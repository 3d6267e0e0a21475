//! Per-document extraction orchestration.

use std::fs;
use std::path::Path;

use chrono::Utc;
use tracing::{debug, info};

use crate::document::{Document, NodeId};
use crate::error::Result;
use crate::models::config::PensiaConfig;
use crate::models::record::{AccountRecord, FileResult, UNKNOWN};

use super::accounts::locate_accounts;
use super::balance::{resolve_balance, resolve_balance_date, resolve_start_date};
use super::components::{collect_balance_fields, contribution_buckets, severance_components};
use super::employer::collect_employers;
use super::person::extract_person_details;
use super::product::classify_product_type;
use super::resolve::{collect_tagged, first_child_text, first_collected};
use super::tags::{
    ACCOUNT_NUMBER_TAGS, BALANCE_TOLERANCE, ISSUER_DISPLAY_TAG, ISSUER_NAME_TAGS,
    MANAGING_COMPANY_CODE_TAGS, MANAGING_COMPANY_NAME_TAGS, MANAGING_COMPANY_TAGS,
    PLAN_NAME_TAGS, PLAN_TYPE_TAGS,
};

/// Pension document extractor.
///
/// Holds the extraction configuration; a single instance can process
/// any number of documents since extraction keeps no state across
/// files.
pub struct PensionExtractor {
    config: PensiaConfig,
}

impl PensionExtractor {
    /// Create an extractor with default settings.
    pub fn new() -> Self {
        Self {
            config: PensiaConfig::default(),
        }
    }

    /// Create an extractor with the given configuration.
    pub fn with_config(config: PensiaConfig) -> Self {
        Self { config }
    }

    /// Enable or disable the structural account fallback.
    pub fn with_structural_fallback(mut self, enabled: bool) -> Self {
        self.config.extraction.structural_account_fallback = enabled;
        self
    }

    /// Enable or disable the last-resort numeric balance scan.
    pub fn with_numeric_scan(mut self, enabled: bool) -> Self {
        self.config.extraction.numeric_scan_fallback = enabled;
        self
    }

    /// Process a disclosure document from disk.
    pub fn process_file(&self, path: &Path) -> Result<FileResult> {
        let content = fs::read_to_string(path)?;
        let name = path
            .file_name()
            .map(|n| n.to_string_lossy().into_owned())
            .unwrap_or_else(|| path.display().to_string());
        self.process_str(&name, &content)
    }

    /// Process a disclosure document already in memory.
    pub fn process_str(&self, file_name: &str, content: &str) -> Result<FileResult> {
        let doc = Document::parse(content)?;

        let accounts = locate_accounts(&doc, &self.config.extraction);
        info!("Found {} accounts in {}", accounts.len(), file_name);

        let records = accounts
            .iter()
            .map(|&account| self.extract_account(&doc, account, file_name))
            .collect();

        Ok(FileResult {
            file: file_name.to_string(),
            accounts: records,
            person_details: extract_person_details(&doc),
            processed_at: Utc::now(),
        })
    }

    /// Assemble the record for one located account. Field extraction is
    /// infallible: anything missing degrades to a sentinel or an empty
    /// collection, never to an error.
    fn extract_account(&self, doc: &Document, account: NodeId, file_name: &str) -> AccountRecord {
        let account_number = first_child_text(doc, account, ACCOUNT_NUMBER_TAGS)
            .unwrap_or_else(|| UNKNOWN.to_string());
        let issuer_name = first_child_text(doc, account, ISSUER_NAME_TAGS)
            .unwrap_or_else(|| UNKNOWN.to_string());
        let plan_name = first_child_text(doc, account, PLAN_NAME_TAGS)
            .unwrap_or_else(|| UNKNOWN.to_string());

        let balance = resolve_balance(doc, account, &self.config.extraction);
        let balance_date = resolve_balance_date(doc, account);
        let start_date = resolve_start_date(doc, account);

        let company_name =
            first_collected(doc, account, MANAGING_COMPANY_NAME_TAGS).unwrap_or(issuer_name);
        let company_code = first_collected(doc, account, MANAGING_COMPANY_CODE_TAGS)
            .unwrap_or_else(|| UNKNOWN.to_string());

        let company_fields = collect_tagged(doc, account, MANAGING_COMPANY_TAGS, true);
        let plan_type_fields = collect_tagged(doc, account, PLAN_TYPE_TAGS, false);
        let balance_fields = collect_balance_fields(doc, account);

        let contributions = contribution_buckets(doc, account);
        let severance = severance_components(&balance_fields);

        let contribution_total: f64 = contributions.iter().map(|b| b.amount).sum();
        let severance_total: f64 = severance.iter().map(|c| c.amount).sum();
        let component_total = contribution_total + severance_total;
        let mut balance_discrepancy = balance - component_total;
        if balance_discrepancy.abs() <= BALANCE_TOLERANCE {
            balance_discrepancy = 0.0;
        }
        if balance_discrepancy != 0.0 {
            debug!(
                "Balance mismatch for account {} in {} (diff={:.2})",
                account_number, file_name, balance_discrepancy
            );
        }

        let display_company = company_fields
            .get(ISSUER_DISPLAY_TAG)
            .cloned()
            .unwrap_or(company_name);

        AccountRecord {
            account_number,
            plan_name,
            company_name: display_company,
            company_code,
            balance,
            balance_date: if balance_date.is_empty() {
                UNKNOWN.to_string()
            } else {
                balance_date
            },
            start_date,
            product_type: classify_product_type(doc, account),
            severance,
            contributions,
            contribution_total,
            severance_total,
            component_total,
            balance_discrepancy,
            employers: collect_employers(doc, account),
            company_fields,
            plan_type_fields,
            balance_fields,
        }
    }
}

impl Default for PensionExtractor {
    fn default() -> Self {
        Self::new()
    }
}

ASSIGNED TASK: Only the lines that contain the word "NodeId" should be copied from the material.

SOLUTION FOR THIS TASK:
use crate::document::{Document, NodeId};
    fn extract_account(&self, doc: &Document, account: NodeId, file_name: &str) -> AccountRecord {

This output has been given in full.